> **Supplied entries**

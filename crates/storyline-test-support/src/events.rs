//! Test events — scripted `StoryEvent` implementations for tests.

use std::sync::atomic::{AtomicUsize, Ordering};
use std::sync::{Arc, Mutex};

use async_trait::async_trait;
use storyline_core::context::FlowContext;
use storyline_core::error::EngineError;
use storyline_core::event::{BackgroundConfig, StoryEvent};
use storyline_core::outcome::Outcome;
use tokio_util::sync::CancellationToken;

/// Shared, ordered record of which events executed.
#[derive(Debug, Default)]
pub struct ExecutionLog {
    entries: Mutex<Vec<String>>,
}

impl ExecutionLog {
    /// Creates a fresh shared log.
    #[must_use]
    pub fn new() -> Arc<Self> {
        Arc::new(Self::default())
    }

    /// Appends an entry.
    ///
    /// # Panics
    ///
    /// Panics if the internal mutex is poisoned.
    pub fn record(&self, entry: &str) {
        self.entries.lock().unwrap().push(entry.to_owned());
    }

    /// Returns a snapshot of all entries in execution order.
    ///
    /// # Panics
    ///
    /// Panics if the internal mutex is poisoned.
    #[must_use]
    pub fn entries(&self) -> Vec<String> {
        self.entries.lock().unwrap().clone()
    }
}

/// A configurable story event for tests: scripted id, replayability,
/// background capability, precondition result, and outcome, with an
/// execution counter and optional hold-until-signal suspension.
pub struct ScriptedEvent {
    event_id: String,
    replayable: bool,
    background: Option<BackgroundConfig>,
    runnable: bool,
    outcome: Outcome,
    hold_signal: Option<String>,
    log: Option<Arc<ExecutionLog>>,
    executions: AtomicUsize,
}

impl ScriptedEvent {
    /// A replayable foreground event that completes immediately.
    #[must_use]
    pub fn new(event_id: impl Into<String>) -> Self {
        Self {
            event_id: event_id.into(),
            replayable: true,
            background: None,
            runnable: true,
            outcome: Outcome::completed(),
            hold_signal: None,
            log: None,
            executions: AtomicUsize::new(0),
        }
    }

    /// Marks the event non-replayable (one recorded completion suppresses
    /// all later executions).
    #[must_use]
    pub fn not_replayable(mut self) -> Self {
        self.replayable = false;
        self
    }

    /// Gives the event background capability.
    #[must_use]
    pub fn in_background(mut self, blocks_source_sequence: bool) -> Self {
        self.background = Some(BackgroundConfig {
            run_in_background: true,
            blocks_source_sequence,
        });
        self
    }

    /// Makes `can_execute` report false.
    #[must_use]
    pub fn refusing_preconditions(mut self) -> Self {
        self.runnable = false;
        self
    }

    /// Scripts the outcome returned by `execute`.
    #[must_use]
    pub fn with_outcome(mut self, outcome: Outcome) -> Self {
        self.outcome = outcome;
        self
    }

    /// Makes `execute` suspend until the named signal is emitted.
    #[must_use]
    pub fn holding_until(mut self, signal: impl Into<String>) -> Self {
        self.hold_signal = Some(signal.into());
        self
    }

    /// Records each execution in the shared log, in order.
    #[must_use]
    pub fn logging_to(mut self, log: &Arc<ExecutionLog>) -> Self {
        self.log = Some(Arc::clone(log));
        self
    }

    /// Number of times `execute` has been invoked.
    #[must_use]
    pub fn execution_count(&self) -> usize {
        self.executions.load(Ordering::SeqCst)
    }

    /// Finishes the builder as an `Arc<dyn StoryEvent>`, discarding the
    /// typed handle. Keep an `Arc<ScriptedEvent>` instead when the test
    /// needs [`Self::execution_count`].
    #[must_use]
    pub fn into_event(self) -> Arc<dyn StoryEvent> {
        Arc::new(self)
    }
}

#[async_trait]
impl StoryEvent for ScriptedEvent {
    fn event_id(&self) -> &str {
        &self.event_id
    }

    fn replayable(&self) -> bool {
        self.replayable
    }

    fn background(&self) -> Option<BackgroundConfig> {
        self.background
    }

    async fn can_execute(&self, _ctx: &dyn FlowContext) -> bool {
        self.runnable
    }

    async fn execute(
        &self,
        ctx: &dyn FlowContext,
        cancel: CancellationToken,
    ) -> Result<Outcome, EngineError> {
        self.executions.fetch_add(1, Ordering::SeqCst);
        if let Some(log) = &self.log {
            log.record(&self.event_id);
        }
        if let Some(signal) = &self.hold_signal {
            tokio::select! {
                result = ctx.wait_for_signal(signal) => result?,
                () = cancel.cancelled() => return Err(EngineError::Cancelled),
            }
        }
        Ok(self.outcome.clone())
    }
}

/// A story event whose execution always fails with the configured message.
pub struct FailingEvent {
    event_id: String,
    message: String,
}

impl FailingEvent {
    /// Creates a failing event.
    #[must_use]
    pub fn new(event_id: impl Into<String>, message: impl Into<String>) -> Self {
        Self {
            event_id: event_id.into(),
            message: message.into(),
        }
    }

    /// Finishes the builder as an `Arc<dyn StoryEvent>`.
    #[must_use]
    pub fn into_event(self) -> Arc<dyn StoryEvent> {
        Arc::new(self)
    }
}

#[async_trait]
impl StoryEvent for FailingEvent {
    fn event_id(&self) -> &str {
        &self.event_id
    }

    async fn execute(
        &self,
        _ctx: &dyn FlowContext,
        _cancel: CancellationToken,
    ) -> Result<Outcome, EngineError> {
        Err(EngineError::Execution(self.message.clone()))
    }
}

==

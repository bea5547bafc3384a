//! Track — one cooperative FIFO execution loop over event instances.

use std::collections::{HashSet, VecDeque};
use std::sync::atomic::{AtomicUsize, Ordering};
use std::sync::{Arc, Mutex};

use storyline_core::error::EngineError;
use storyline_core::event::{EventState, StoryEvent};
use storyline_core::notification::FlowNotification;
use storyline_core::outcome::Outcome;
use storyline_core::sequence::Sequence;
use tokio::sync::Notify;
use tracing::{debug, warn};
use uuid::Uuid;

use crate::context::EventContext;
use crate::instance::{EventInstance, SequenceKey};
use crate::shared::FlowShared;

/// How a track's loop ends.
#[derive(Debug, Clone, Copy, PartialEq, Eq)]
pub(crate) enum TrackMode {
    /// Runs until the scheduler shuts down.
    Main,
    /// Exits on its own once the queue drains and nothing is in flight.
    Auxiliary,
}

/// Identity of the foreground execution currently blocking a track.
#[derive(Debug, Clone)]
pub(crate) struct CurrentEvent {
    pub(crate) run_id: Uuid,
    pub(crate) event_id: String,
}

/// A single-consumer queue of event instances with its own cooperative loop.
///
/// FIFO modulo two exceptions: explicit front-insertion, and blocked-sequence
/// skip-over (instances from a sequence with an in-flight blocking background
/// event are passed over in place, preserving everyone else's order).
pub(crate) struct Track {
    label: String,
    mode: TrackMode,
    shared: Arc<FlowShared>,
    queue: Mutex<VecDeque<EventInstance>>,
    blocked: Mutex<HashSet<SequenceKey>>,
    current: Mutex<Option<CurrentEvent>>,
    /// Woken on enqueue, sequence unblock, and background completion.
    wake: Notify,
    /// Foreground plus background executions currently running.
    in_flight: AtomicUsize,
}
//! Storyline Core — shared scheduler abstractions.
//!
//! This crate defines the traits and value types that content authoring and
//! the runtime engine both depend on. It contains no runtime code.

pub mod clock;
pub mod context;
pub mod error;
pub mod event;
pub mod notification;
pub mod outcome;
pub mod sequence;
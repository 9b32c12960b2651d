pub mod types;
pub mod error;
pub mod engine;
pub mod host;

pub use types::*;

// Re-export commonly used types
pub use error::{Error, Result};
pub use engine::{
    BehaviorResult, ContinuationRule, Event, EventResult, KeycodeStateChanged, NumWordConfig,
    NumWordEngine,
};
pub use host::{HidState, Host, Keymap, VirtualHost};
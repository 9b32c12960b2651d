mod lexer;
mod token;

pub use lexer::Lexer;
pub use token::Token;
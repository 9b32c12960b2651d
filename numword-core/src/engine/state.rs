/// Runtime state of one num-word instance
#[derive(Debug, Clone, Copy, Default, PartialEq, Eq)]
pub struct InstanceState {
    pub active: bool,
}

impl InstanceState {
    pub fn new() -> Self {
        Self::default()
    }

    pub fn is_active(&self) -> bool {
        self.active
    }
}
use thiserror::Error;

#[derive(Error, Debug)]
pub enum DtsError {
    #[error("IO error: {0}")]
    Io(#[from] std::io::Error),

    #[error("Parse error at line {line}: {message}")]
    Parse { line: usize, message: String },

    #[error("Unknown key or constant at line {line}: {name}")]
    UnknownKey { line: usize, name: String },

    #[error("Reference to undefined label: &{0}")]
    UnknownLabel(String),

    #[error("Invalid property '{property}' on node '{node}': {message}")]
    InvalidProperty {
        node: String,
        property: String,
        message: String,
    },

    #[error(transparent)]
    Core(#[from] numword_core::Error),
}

* * *

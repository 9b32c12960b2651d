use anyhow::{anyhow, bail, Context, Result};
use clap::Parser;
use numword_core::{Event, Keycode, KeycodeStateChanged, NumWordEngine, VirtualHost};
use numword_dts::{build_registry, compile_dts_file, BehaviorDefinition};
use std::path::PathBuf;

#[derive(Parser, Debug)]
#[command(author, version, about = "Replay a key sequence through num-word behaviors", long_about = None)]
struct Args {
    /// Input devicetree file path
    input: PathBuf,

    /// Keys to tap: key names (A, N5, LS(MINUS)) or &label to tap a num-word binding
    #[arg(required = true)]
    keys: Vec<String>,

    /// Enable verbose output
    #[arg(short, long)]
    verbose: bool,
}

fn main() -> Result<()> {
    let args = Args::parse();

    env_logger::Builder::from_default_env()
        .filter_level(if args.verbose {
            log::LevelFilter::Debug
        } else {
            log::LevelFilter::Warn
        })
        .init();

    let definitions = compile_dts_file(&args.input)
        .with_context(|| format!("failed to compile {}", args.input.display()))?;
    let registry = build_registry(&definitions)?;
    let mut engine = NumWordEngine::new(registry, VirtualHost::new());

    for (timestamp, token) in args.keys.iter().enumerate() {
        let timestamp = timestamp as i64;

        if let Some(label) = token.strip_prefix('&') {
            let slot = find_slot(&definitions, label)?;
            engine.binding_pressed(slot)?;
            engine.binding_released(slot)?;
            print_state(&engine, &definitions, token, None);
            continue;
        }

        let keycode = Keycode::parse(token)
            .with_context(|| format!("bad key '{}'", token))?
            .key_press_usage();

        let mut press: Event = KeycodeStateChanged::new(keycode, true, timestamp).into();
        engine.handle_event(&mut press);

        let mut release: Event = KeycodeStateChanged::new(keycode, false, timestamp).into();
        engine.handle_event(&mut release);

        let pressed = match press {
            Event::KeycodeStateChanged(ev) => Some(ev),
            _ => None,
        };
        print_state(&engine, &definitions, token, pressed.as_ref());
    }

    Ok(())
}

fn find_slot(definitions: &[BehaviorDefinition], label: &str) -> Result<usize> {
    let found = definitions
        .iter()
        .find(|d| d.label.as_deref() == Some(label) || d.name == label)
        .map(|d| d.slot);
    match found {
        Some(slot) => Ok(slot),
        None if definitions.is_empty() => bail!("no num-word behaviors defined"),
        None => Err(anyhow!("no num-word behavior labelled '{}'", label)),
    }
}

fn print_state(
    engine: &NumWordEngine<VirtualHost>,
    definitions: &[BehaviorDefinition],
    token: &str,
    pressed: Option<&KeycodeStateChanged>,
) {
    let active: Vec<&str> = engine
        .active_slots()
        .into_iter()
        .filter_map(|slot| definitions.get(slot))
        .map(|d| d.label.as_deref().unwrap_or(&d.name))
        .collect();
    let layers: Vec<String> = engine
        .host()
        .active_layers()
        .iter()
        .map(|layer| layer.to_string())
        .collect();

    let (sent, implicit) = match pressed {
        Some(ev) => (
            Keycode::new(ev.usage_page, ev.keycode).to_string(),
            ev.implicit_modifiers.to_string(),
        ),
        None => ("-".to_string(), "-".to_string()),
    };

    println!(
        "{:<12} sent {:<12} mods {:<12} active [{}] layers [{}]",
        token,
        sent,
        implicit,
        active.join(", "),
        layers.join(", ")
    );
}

> **Work item**
In the records above, the lines containing the string "SeqCst" should be counted; give only the total.

> **Answer space**
2